Legalizar as drogas para combater o tráfico

Américo Gomes, advogado do Ilaese


O Imperialismo e as drogas

Não é novidade que o comércio de drogas e o imperialismo sempre mantiveram um grande envolvimento, como testemunham as guerras do ópio (1840-1860), quando a Inglaterra, gerente do tráfico de ópio, invadiu e derrotou a China para manter seu comércio.

Durante a Segunda Guerra Mundial, a OSS (Oficina de Serviços Estratégicos), antecessora da CIA, fez acordos com a máfia italiana e Lucky Luciano, um dos principais traficantes da época, em troca de informações de espiões nazi-fascistas. Nesta sociedade (parceria), tanto ele quanto vários mafiosos foram libertados das prisões. Quando voltou a Itália, em 1943, pelas mãos da OSS, Luciano construiu seu império através da heróina.

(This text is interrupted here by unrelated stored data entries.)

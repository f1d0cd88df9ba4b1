//! Score breakdown and temperature tiers.

use std::fmt;

use serde::{Deserialize, Serialize};

use super::patient::Patient;

/// Per-dimension score breakdown for a single patient.
///
/// Each dimension is independently capped; the total is their sum,
/// clamped to [0, 100].
#[derive(Debug, Clone, Copy, Serialize, Deserialize, PartialEq, Eq)]
pub struct Score {
    /// Interaction history points, capped at 30
    pub engagement: u8,
    /// Monetary potential points, capped at 25
    pub value: u8,
    /// Recency and momentum points, capped at 25
    pub timing: u8,
    /// Profile completeness points, capped at 20
    pub fit: u8,
    /// Sum of the four dimensions, clamped to [0, 100]
    pub total: u8,
}

impl Score {
    /// Cap on the engagement dimension.
    pub const ENGAGEMENT_MAX: u8 = 30;
    /// Cap on the value dimension.
    pub const VALUE_MAX: u8 = 25;
    /// Cap on the timing dimension.
    pub const TIMING_MAX: u8 = 25;
    /// Cap on the fit dimension.
    pub const FIT_MAX: u8 = 20;
    /// Cap on the total score.
    pub const TOTAL_MAX: u8 = 100;

    /// Assemble a score from already-capped dimension values.
    pub fn from_dimensions(engagement: u8, value: u8, timing: u8, fit: u8) -> Self {
        let total = engagement as u16 + value as u16 + timing as u16 + fit as u16;
        Self {
            engagement,
            value,
            timing,
            fit,
            total: total.min(Self::TOTAL_MAX as u16) as u8,
        }
    }

    /// Temperature tier for this score's total.
    pub fn tier(&self) -> Tier {
        Tier::from_total(self.total)
    }
}

/// Temperature band derived from a total score.
///
/// Bands are half-open below 100: [0,20) cold, [20,40) cool,
/// [40,60) neutral, [60,80) warm, [80,100] hot.
#[derive(Debug, Clone, Copy, Serialize, Deserialize, PartialEq, Eq, PartialOrd, Ord, Hash)]
#[serde(rename_all = "lowercase")]
pub enum Tier {
    Cold,
    Cool,
    Neutral,
    Warm,
    Hot,
}

impl Tier {
    /// Map a total score to its temperature band.
    pub fn from_total(total: u8) -> Self {
        match total {
            0..=19 => Tier::Cold,
            20..=39 => Tier::Cool,
            40..=59 => Tier::Neutral,
            60..=79 => Tier::Warm,
            _ => Tier::Hot,
        }
    }

    /// Lowercase label, matching the serialized form.
    pub fn label(&self) -> &'static str {
        match self {
            Tier::Cold => "cold",
            Tier::Cool => "cool",
            Tier::Neutral => "neutral",
            Tier::Warm => "warm",
            Tier::Hot => "hot",
        }
    }
}

impl fmt::Display for Tier {
    fn fmt(&self, f: &mut fmt::Formatter<'_>) -> fmt::Result {
        write!(f, "{}", self.label())
    }
}

/// A patient paired with its computed score.
#[derive(Debug, Clone, Copy)]
pub struct ScoredPatient<'a> {
    /// The scored patient
    pub patient: &'a Patient,
    /// Score breakdown
    pub score: Score,
}
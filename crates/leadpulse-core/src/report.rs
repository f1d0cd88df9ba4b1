//! Engagement report export for the UI and operator layer.

use chrono::{DateTime, Utc};
use serde::{Deserialize, Serialize};

use crate::models::{LeadSource, LeadStatus, Tier};
use crate::priority::{self, TierCounts};
use crate::scoring::ScoringEngine;
use crate::snapshot::Snapshot;

/// Ranked engagement report over a whole snapshot.
#[derive(Debug, Clone, Serialize, Deserialize)]
pub struct EngagementReport {
    /// Report metadata
    pub metadata: ReportMetadata,
    /// One row per patient, highest total first
    pub rows: Vec<ReportRow>,
}

/// Engagement report metadata.
#[derive(Debug, Clone, Serialize, Deserialize)]
pub struct ReportMetadata {
    /// Evaluation instant the report was built at
    pub generated_at: DateTime<Utc>,
    /// Number of patients in the snapshot
    pub patient_count: usize,
    /// Patients per temperature tier
    pub tier_counts: TierCounts,
}

/// Single report row.
#[derive(Debug, Clone, Serialize, Deserialize)]
pub struct ReportRow {
    /// Patient UUID
    pub patient_id: String,
    /// Display name
    pub name: String,
    /// Funnel stage
    pub status: LeadStatus,
    /// Acquisition channel
    pub source: LeadSource,
    /// Engagement dimension points
    pub engagement: u8,
    /// Value dimension points
    pub value: u8,
    /// Timing dimension points
    pub timing: u8,
    /// Fit dimension points
    pub fit: u8,
    /// Total score
    pub total: u8,
    /// Temperature tier
    pub tier: Tier,
}

impl EngagementReport {
    /// Build a ranked report from a snapshot at the given instant.
    pub fn build(snapshot: &Snapshot, now: DateTime<Utc>) -> Self {
        tracing::debug!(
            patients = snapshot.patients.len(),
            "building engagement report"
        );

        let engine = ScoringEngine::new(&snapshot.treatments);
        let ranked = priority::rank(&engine, &snapshot.patients, now);

        let rows = ranked
            .iter()
            .map(|entry| ReportRow {
                patient_id: entry.patient.id.clone(),
                name: entry.patient.name.clone(),
                status: entry.patient.status,
                source: entry.patient.source,
                engagement: entry.score.engagement,
                value: entry.score.value,
                timing: entry.score.timing,
                fit: entry.score.fit,
                total: entry.score.total,
                tier: entry.score.tier(),
            })
            .collect();

        Self {
            metadata: ReportMetadata {
                generated_at: now,
                patient_count: snapshot.patients.len(),
                tier_counts: priority::tally(&ranked),
            },
            rows,
        }
    }

    /// Export to JSON.
    pub fn to_json(&self) -> Result<String, serde_json::Error> {
        serde_json::to_string_pretty(self)
    }

    /// Export to CSV format.
    pub fn to_csv(&self) -> String {
        let mut csv = String::new();

        // Header
        csv.push_str("patient_id,name,status,source,engagement,value,timing,fit,total,tier\n");

        // Rows
        for row in &self.rows {
            csv.push_str(&format!(
                "{},{},{},{},{},{},{},{},{},{}\n",
                escape_csv(&row.patient_id),
                escape_csv(&row.name),
                row.status.label(),
                row.source.label(),
                row.engagement,
                row.value,
                row.timing,
                row.fit,
                row.total,
                row.tier.label(),
            ));
        }

        csv
    }
}

/// Escape a string for CSV output.
fn escape_csv(s: &str) -> String {
    if s.contains(',') || s.contains('"') || s.contains('\n') {
        format!("\"{}\"", s.replace('"', "\"\""))
    } else {
        s.to_string()
    }
}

A produção massiva de drogas foi possível somente com a Revolução Industrial. Como explica Osvaldo Coggiola, em “Questões de história contemporânea”, a grande transformação das economias monoprodutoras em narcoprodutoras (…) ocorreu durante os anos oitenta, quando o preço das matérias-primas despencaram no mercado mundial: açúcar (-64%), café (-30%), algodão (-32%), trigo (-17%). A crise econômica mundial exerceu uma pressão formidável em favor da narco-reciclagem das economias agrárias, que redundou em um aumento excepcional de oferta de narcóticos nos países industriais e no mundo todo.

Em dezembro de 1989, treze mil marines invadiram o Panamá com o objetivo de controlar o Canal do Panamá e também o tráfico pelo canal. Afinal, por aí, somente o cartel de Medellín, com a ajuda de Noriega, exportou para os EUA, entre 1984 e 1986, 2 toneladas de cocaína e 500 toneladas de maconha. Manoel Antônio Noriega, ex-agente da CIA e chefe da polícia panamenha, que participou do financiamento das guerrilhas de direita contra o governo sandinista da Nicarágua (operação conhecida como “Irã-Contras”, responsável pela compra de armas no Irã para financiar a guerrilha anti-sandinista), deixara de ser um homem de confiança por querer os lucros do tráficos todos para si.

Os rebeldes Mujhaidines (base da Al Qaeda, de Osama Bin Laden) produziam ópio. A produção passou de 250 para 800 toneladas durante o tempo em que a CIA enviou armas para a guerrilha lutar contra os soviéticos. Os talibãs ordenaram, em julho de 2000, a destruição dos cultivos de papoulas. A produção de drogas foi retomada depois da invasão militar dos EUA ao Afeganistão, em 2001, e hoje o país supera a Colômbia, sendo o maior produtor mundial de drogas (principalmente ópio e heroína). Esta cifra se torna ainda mais impressionante se pensarmos que, em 2003 por exemplo, o negócio faturou mais de 2,3 bilhões de dólares, representando mais da metade do PIB do país. O Afeganistão produz atualmente 92% do ópio mundial.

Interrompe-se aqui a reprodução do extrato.